▸ EXERCISE
Repeat exactly the lines of the entries below from the one with "fn rm_files<'a>(&'a self, dir_path: &'a" through the one with "let parent = device_path", both ends included, and nothing else.

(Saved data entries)

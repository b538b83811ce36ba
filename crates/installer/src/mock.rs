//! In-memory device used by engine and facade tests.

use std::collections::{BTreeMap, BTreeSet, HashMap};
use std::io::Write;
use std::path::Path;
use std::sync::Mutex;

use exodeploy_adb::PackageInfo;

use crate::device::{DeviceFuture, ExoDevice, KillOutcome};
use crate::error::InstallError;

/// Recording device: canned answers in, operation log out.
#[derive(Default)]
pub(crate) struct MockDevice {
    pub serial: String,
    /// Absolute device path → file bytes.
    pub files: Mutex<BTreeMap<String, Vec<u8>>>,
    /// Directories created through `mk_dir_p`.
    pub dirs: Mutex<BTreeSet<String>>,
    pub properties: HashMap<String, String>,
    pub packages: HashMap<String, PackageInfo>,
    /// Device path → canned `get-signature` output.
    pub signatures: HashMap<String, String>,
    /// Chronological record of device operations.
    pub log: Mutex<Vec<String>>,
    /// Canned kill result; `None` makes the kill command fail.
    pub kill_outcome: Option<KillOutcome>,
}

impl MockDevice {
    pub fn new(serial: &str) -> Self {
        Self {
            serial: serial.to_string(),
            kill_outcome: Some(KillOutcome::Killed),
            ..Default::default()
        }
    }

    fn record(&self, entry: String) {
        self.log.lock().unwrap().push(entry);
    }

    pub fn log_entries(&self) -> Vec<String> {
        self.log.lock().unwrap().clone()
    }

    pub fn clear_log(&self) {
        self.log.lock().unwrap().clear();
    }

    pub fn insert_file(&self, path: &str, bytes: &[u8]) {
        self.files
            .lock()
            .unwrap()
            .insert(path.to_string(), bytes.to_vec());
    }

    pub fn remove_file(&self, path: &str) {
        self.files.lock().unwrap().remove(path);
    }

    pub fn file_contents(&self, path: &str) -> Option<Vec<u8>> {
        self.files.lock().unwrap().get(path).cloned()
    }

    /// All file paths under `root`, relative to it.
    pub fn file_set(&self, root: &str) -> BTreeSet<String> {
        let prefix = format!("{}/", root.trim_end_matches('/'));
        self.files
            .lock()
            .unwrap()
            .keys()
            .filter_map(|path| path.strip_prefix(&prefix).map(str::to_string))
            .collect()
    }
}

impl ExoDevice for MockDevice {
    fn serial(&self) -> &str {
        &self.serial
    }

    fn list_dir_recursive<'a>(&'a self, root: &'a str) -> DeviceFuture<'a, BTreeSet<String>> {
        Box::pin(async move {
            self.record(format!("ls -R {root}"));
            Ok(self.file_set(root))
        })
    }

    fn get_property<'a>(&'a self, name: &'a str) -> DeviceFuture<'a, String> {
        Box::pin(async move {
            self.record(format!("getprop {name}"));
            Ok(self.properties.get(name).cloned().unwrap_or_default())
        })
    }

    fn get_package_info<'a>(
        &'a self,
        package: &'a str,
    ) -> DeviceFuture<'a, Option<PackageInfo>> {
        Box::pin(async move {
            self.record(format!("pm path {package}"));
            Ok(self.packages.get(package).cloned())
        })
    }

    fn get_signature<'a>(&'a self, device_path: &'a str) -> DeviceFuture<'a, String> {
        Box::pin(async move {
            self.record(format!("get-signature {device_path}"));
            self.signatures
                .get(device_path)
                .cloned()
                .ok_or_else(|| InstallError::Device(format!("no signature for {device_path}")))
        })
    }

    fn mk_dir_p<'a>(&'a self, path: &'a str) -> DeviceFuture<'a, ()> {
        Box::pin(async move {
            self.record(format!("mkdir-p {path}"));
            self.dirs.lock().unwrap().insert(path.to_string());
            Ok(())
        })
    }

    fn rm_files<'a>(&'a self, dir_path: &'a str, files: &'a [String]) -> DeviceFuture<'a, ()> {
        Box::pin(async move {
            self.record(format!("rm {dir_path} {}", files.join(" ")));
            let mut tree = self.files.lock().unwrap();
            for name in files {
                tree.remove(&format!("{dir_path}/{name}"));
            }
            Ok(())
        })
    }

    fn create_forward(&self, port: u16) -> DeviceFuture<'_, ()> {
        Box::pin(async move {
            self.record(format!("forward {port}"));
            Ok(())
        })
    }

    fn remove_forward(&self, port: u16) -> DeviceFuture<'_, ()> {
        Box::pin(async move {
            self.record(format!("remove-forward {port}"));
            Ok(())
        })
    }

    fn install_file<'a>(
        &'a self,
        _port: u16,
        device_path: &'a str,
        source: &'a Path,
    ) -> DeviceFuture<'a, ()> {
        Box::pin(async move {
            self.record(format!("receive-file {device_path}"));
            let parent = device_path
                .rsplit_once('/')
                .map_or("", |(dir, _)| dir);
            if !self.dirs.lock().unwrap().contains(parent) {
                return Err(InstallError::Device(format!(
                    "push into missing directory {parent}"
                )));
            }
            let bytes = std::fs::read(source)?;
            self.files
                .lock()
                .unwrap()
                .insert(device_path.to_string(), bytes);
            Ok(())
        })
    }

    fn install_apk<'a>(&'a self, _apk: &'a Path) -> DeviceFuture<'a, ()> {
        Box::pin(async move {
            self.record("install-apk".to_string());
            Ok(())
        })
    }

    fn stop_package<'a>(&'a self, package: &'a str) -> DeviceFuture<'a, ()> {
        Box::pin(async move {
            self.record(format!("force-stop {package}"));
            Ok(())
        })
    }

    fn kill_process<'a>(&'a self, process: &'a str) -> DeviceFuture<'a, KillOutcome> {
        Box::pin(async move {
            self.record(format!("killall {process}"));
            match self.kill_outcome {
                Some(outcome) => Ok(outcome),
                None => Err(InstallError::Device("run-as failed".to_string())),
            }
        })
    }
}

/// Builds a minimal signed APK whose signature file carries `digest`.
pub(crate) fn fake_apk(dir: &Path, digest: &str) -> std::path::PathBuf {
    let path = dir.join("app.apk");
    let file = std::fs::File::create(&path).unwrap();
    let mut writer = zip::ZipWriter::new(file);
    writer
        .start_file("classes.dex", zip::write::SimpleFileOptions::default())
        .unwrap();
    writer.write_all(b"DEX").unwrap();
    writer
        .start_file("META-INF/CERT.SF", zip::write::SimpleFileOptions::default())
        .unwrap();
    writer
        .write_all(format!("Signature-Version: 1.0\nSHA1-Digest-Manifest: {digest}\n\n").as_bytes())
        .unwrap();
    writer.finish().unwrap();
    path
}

---

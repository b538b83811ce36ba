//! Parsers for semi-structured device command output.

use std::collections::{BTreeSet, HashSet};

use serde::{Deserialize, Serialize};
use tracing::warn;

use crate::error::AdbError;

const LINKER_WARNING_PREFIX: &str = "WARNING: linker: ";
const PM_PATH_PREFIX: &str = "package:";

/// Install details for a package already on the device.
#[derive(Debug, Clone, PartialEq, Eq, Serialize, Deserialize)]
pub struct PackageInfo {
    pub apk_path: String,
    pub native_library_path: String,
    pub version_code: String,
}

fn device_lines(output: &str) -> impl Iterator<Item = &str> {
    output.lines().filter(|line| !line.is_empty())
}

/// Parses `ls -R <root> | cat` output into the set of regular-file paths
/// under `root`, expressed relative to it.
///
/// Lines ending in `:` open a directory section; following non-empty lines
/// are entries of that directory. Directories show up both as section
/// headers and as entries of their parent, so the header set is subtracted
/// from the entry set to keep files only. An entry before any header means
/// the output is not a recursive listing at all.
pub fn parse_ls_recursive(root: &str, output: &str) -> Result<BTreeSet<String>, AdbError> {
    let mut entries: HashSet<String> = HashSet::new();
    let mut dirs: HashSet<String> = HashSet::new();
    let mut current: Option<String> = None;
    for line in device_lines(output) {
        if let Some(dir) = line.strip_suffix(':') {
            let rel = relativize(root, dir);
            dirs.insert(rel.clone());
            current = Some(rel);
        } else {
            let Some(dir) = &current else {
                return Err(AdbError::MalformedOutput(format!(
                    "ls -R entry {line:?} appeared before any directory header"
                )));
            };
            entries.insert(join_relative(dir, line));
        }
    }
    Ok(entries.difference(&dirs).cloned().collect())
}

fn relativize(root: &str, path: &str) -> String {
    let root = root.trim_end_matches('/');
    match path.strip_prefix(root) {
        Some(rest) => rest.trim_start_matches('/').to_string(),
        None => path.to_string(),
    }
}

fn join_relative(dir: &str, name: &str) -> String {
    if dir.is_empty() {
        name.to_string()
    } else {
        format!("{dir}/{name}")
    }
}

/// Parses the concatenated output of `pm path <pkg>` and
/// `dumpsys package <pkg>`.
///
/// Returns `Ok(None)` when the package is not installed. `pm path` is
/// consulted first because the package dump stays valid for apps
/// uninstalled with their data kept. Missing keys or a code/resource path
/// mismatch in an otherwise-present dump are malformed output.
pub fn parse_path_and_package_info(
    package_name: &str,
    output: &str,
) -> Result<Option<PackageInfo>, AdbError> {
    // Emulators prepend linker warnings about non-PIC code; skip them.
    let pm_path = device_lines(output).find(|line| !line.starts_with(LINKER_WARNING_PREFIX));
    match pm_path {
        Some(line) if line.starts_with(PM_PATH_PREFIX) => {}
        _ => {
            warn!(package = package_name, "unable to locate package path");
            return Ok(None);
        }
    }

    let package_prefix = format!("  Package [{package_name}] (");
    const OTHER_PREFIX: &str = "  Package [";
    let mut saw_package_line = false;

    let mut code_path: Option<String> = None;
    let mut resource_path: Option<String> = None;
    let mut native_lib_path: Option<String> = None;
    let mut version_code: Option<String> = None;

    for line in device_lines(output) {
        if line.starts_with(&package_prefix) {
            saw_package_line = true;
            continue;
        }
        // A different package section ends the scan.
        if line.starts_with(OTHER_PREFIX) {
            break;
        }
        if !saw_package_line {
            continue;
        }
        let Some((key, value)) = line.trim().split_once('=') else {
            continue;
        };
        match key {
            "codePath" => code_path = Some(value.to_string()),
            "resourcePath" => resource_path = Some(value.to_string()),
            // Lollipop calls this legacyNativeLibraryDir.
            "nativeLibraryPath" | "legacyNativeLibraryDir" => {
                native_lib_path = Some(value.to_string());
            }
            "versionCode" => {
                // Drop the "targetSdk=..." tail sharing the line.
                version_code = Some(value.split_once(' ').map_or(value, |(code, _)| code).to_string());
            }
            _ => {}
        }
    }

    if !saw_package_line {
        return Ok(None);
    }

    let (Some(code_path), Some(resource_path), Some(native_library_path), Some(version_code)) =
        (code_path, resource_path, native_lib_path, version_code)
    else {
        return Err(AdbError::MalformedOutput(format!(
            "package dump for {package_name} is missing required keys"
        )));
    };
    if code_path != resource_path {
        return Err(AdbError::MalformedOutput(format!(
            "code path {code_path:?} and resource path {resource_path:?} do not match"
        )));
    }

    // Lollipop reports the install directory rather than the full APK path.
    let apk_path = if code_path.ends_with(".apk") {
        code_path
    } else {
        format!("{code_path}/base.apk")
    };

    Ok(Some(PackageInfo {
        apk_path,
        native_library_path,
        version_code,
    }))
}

--

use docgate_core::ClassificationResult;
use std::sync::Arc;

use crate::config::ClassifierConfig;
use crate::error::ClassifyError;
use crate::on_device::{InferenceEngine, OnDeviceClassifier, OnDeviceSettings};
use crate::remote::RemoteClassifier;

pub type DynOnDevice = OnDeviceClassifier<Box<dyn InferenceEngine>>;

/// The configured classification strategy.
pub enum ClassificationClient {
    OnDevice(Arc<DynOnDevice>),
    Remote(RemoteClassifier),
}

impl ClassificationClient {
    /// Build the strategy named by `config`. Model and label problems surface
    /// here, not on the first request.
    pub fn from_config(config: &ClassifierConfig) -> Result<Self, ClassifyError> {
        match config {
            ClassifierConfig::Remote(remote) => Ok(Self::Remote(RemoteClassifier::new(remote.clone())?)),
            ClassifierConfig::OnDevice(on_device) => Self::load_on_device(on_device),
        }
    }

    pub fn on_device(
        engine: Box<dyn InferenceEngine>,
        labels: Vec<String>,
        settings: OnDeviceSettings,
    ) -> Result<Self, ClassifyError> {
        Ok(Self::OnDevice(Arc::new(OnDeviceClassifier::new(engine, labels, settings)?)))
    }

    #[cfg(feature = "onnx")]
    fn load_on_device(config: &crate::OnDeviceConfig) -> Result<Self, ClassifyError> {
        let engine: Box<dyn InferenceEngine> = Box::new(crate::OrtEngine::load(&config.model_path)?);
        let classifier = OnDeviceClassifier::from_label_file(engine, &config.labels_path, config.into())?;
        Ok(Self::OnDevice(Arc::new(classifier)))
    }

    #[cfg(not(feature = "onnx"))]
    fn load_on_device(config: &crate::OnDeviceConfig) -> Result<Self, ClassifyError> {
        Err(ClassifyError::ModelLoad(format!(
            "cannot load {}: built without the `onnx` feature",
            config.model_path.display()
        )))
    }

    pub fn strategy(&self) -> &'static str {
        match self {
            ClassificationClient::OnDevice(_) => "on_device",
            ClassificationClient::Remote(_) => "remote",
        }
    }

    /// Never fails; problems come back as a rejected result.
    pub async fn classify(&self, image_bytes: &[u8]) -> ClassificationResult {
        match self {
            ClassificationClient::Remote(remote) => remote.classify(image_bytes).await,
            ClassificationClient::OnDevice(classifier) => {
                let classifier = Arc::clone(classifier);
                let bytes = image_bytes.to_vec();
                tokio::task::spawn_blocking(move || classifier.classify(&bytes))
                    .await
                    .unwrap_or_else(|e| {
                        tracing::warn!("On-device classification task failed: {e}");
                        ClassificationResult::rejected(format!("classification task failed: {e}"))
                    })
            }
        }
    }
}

▸ TASK RESULT
    fn rm_files<'a>(&'a self, dir_path: &'a str, files: &'a [String]) -> DeviceFuture<'a, ()> {
        Box::pin(async move {
            self.record(format!("rm {dir_path} {}", files.join(" ")));
            let mut tree = self.files.lock().unwrap();
            for name in files {
                tree.remove(&format!("{dir_path}/{name}"));
            }
            Ok(())
        })
    }

    fn create_forward(&self, port: u16) -> DeviceFuture<'_, ()> {
        Box::pin(async move {
            self.record(format!("forward {port}"));
            Ok(())
        })
    }

    fn remove_forward(&self, port: u16) -> DeviceFuture<'_, ()> {
        Box::pin(async move {
            self.record(format!("remove-forward {port}"));
            Ok(())
        })
    }

    fn install_file<'a>(
        &'a self,
        _port: u16,
        device_path: &'a str,
        source: &'a Path,
    ) -> DeviceFuture<'a, ()> {
        Box::pin(async move {
            self.record(format!("receive-file {device_path}"));
            let parent = device_path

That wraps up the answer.